Despite the heat, its that time of the season to be thinking about the fall. So over the past few weeks, we have been seeding greens that will grow through the fall‒kale and chard, broccoli and collard greens. Simultaneous to starting from seed, it is also the time to be gathering seed from plants we let bolt for the purposes of continuing to evolve seed that is well adapted to our growing conditions. And so paper bags, filled with popping seed pods, are finding their way into most places of relatively consistent temperature.
And finally, one of my favorite additions to the main garden this year is the beneficial flower bed. Flowers are a too often overlooked piece of sustainable agriculture. For any productive garden space to function as closely as it can to a healthy ecosystem rather than a managed monoculture, a diversity of niches need to be created and filled.

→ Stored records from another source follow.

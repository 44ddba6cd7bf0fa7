//! The page's fixed set of scroll triggers and timelines.
//!
//! The frontend resolves its elements into `TargetId`s and hands them over as
//! a `PageTargets` table; anything it could not find is simply absent and the
//! corresponding behaviour is skipped.

use crate::constants::MAGNETIC_STRENGTH;
use crate::easing::Ease;
use crate::scene::{Mutation, Property, Scene, TargetId};
use crate::timeline::{Repeat, Scheduler, TimelineHandle, TimelineOptions, TimelineStep};
use crate::trigger::{
    ActivationPoint, Anchor, Boundary, Edge, Scrub, ScrubTrack, TriggerContext, TriggerRegistry,
    TriggerSpec,
};
use glam::Vec2;

pub const NAV_SCROLLED_CLASS: &str = "scrolled";
pub const NAV_SCROLLED_AFTER_PX: f64 = 80.0;
pub const SUBMIT_SENT_LABEL: &str = "Message Sent! ✓";
pub const SUBMIT_SENT_BACKGROUND: &str = "linear-gradient(135deg,#22c55e,#15803d)";

#[derive(Clone, Debug, PartialEq)]
pub struct SplitText {
    pub host: TargetId,
    pub chars: Vec<TargetId>,
}

#[derive(Clone, Debug, PartialEq)]
pub struct SkillCard {
    pub card: TargetId,
    pub fill: Option<TargetId>,
    pub width_percent: f32,
}

#[derive(Clone, Debug, Default, PartialEq)]
pub struct PageTargets {
    pub body: Option<TargetId>,
    pub nav: Option<TargetId>,
    pub cursor: Option<TargetId>,
    pub cursor_follower: Option<TargetId>,

    pub hero: Option<TargetId>,
    pub hero_content: Option<TargetId>,
    pub hero_label: Option<TargetId>,
    pub hero_lines: Vec<TargetId>,
    pub hero_sub: Option<TargetId>,
    pub hero_actions: Option<TargetId>,
    pub hero_stats: Option<TargetId>,
    pub hero_scroll_hint: Option<TargetId>,
    /// Counter element and its whole-number target.
    pub stat_counters: Vec<(TargetId, f32)>,

    pub split_texts: Vec<SplitText>,
    pub reveal_up: Vec<TargetId>,
    pub reveal_scale: Vec<TargetId>,

    pub about_image: Option<TargetId>,
    pub about_image_bg: Option<TargetId>,

    pub skills: Option<TargetId>,
    pub skill_cards: Vec<SkillCard>,
    pub project_cards: Vec<TargetId>,
    pub section_tags: Vec<TargetId>,

    pub contact: Option<TargetId>,
    pub contact_children: Vec<TargetId>,
    pub submit_button: Option<TargetId>,
}

/// Handles the page keeps so its endless loops can be stopped at teardown.
#[derive(Clone, Debug, Default, PartialEq)]
pub struct PageHandles {
    pub ambient_loops: Vec<TimelineHandle>,
}

fn opt(target: Option<TargetId>) -> Vec<TargetId> {
    target.into_iter().collect()
}

/// Register every trigger and start every load-time timeline.
pub fn register(
    targets: &PageTargets,
    triggers: &mut TriggerRegistry,
    timelines: &mut Scheduler,
    scene: &mut dyn Scene,
    now: f64,
) -> PageHandles {
    let mut handles = PageHandles::default();

    // Page fade-in
    if let Some(body) = targets.body {
        timelines.create(
            vec![TimelineStep::tween(vec![body], 0.5).from(Property::Opacity, 0.0)],
            TimelineOptions::default(),
            now,
            scene,
        );
    }

    // Nav background once the page has scrolled
    if let Some(nav) = targets.nav {
        triggers.register(TriggerSpec::continuous(
            Anchor::Page,
            ActivationPoint::px(-NAV_SCROLLED_AFTER_PX),
            move |ctx: &mut TriggerContext<'_>| {
                ctx.scene.set_class(nav, NAV_SCROLLED_CLASS, ctx.active);
            },
        ));
    }

    timelines.create(hero_entrance(targets), TimelineOptions::delay(0.3), now, scene);

    for &(counter, value) in &targets.stat_counters {
        timelines.create(
            vec![TimelineStep::tween(vec![counter], 2.0)
                .from_to(Property::Counter, 0.0, value.round())
                .ease(Ease::Power2Out)
                .snap()],
            TimelineOptions::delay(1.5),
            now,
            scene,
        );
    }

    for split in &targets.split_texts {
        for &c in &split.chars {
            scene.set_property(c, Property::Opacity, 0.0);
            scene.set_property(c, Property::Y, 30.0);
            scene.set_property(c, Property::RotateX, -40.0);
        }
        let chars = split.chars.clone();
        triggers.register(TriggerSpec::one_shot(
            Anchor::Element(split.host),
            ActivationPoint::fraction(0.85),
            move |ctx: &mut TriggerContext<'_>| {
                ctx.timelines.create(
                    vec![TimelineStep::tween(chars.clone(), 0.7)
                        .to(Property::Opacity, 1.0)
                        .to(Property::Y, 0.0)
                        .to(Property::RotateX, 0.0)
                        .ease(Ease::BackOut(1.4))
                        .stagger(0.025)],
                    TimelineOptions::default(),
                    ctx.now,
                    ctx.scene,
                );
            },
        ));
    }

    for &el in &targets.reveal_up {
        reveal_on_enter(
            triggers,
            el,
            0.88,
            TimelineStep::tween(vec![el], 1.0)
                .to(Property::Opacity, 1.0)
                .to(Property::Y, 0.0)
                .ease(Ease::Power3Out),
            0.0,
        );
    }
    for &el in &targets.reveal_scale {
        reveal_on_enter(
            triggers,
            el,
            0.82,
            TimelineStep::tween(vec![el], 1.2)
                .to(Property::Opacity, 1.0)
                .to(Property::Scale, 1.0)
                .ease(Ease::Power3Out),
            0.0,
        );
    }

    for (i, card) in targets.skill_cards.iter().enumerate() {
        scene.set_property(card.card, Property::Opacity, 0.0);
        scene.set_property(card.card, Property::Y, 50.0);
        let card = card.clone();
        let delay = i as f64 * 0.1;
        triggers.register(TriggerSpec::one_shot(
            Anchor::Element(card.card),
            ActivationPoint::fraction(0.88),
            move |ctx: &mut TriggerContext<'_>| {
                ctx.timelines.create(
                    vec![TimelineStep::tween(vec![card.card], 0.7)
                        .to(Property::Opacity, 1.0)
                        .to(Property::Y, 0.0)
                        .ease(Ease::Power3Out)],
                    TimelineOptions::delay(delay),
                    ctx.now,
                    ctx.scene,
                );
                if let Some(fill) = card.fill {
                    ctx.timelines.create(
                        vec![TimelineStep::tween(vec![fill], 1.4)
                            .to(Property::WidthPercent, card.width_percent)
                            .ease(Ease::Power2Out)],
                        TimelineOptions::delay(delay + 0.3),
                        ctx.now,
                        ctx.scene,
                    );
                }
            },
        ));
    }

    for (i, &card) in targets.project_cards.iter().enumerate() {
        scene.set_property(card, Property::Opacity, 0.0);
        scene.set_property(card, Property::X, 60.0);
        reveal_on_enter(
            triggers,
            card,
            0.90,
            TimelineStep::tween(vec![card], 0.9)
                .to(Property::Opacity, 1.0)
                .to(Property::X, 0.0)
                .ease(Ease::Power3Out),
            i as f64 * 0.1,
        );
    }

    if let (Some(hero), Some(content)) = (targets.hero, targets.hero_content) {
        triggers.register(TriggerSpec::scrubbed(
            Anchor::Element(hero),
            Scrub::new(vec![ScrubTrack {
                target: content,
                property: Property::Y,
                from: 0.0,
                to: -120.0,
            }]),
        ));
    }

    for &tag in &targets.section_tags {
        scene.set_property(tag, Property::Opacity, 0.0);
        scene.set_property(tag, Property::X, -30.0);
        reveal_on_enter(
            triggers,
            tag,
            0.90,
            TimelineStep::tween(vec![tag], 0.8)
                .to(Property::Opacity, 1.0)
                .to(Property::X, 0.0)
                .ease(Ease::Power3Out),
            0.0,
        );
    }

    if let Some(image) = targets.about_image {
        handles.ambient_loops.push(timelines.create(
            vec![ambient_loop(image, Property::Y, -15.0, 3.0)],
            TimelineOptions::default(),
            now,
            scene,
        ));
    }
    if let Some(bg) = targets.about_image_bg {
        handles.ambient_loops.push(timelines.create(
            vec![ambient_loop(bg, Property::Scale, 1.15, 4.0)],
            TimelineOptions::default(),
            now,
            scene,
        ));
    }

    if let Some(skills) = targets.skills {
        // nth-child(odd) is 1-based
        let tracks: Vec<ScrubTrack> = targets
            .skill_cards
            .iter()
            .step_by(2)
            .map(|c| ScrubTrack {
                target: c.card,
                property: Property::Y,
                from: 0.0,
                to: -20.0,
            })
            .collect();
        if !tracks.is_empty() {
            triggers.register(TriggerSpec::scrubbed(
                Anchor::Element(skills),
                Scrub::new(tracks)
                    .between(
                        Boundary::new(Edge::Top, ActivationPoint::fraction(1.0)),
                        Boundary::new(Edge::Bottom, ActivationPoint::fraction(0.0)),
                    )
                    .lag(1.5),
            ));
        }
    }

    if let Some(contact) = targets.contact {
        let children = targets.contact_children.clone();
        triggers.register(TriggerSpec::one_shot(
            Anchor::Element(contact),
            ActivationPoint::fraction(0.6),
            move |ctx: &mut TriggerContext<'_>| {
                ctx.timelines.create(
                    vec![TimelineStep::tween(children.clone(), 1.0)
                        .from(Property::Opacity, 0.0)
                        .from(Property::Y, 60.0)
                        .stagger(0.2)
                        .ease(Ease::Power3Out)],
                    TimelineOptions::default(),
                    ctx.now,
                    ctx.scene,
                );
            },
        ));
    }

    log::info!(
        "[page] registered {} triggers, {} timelines live",
        triggers.len(),
        timelines.running()
    );
    handles
}

fn hero_entrance(t: &PageTargets) -> Vec<TimelineStep> {
    let rise = |target: Option<TargetId>, offset: f64| {
        TimelineStep::tween(opt(target), 0.9)
            .to(Property::Opacity, 1.0)
            .to(Property::Y, 0.0)
            .ease(Ease::Power2Out)
            .offset(offset)
    };
    vec![
        TimelineStep::tween(opt(t.hero_label), 1.0)
            .to(Property::Opacity, 1.0)
            .ease(Ease::Power2Out),
        TimelineStep::tween(t.hero_lines.clone(), 1.1)
            .to(Property::YPercent, 0.0)
            .ease(Ease::Power4Out)
            .stagger(0.12)
            .offset(-0.7),
        rise(t.hero_sub, -0.6),
        rise(t.hero_actions, -0.7),
        rise(t.hero_stats, -0.7),
        TimelineStep::tween(opt(t.hero_scroll_hint), 0.8)
            .to(Property::Opacity, 1.0)
            .offset(-0.4),
    ]
}

fn ambient_loop(target: TargetId, property: Property, to: f32, duration: f64) -> TimelineStep {
    TimelineStep::tween(vec![target], duration)
        .to(property, to)
        .ease(Ease::SineInOut)
        .yoyo(true)
        .repeat(Repeat::Infinite)
}

fn reveal_on_enter(
    triggers: &mut TriggerRegistry,
    anchor: TargetId,
    fraction: f64,
    step: TimelineStep,
    delay: f64,
) {
    triggers.register(TriggerSpec::one_shot(
        Anchor::Element(anchor),
        ActivationPoint::fraction(fraction),
        move |ctx: &mut TriggerContext<'_>| {
            ctx.timelines.create(
                vec![step.clone()],
                TimelineOptions::delay(delay),
                ctx.now,
                ctx.scene,
            );
        },
    ));
}

/// Two-phase submit feedback: press, swap label and colour, pop back in.
pub fn submit_feedback(button: TargetId) -> Vec<TimelineStep> {
    vec![
        TimelineStep::tween(vec![button], 0.1)
            .to(Property::Scale, 0.95)
            .ease(Ease::Power2In)
            .yoyo(true)
            .repeat(Repeat::Times(1)),
        TimelineStep::set(
            vec![button],
            vec![
                Mutation::Text(SUBMIT_SENT_LABEL.to_string()),
                Mutation::Style {
                    name: "background".to_string(),
                    value: SUBMIT_SENT_BACKGROUND.to_string(),
                },
            ],
        ),
        TimelineStep::tween(vec![button], 0.5)
            .from_to(Property::Scale, 0.9, 1.0)
            .ease(Ease::BackOut(1.7)),
    ]
}

/// Ease a magnetic button toward a fraction of the pointer offset.
pub fn magnetic_pull(button: TargetId, offset: Vec2) -> Vec<TimelineStep> {
    let pull = offset * MAGNETIC_STRENGTH;
    vec![TimelineStep::tween(vec![button], 0.4)
        .to(Property::X, pull.x)
        .to(Property::Y, pull.y)
        .ease(Ease::Power2Out)]
}

/// Spring a magnetic button back to rest.
pub fn magnetic_release(button: TargetId) -> Vec<TimelineStep> {
    vec![TimelineStep::tween(vec![button], 0.7)
        .to(Property::X, 0.0)
        .to(Property::Y, 0.0)
        .ease(Ease::ElasticOut {
            amplitude: 1.0,
            period: 0.4,
        })]
}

a bee visits a squash blossom
Often naturalists talk of the joy of wildflowers and there is a reason for this, beyond just the beauty of the diverse colors and textures in a meadow or on a forest floor (yet its noteworthy too that we associate wildflowers with beauty). Flowers are mechanism employed by a large portion of the primary producers (e.g. plants) found in ecosystems for reproduction, and there are remarkable stories of co-evolution between plants and pollinators.
peas and marigolds
But needless to say, in order to grow much of our food, we need to attract pollinators to the garden, and flowers play a time tested role in doing so. Such flowering plants cultivated to attract pollinators or other beneficial insects, may also have uses as herbs, medicinals, forage and/or nectar sources for the well loved honey bee. So, this year a portion of the garden space is devoted to a combination of annual and perennial herbs and native wildflowers‒from sage to calenders, borage to daisies. We are also developing plans to expand bed space this fall or spring for such beneficial flowers and herbs that have naturalized in the region and grow well without much additional water or care, such as St John's wort, chicory and chamomile.